TRY IT: Give back exactly the lines from the one that includes "pub mod info;" to the last line below, both included, and no further lines.

(Saved entries)
__________________________________________________

//! Command implementations

pub mod info;
pub mod key;
pub mod query;

pub use info::InfoArgs;
pub use key::KeyArgs;
pub use query::QueryArgs;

__________________________________________________

SOLUTION TO THIS PROBLEM:
pub mod info;
pub mod key;
pub mod query;

pub use info::InfoArgs;
pub use key::KeyArgs;
pub use query::QueryArgs;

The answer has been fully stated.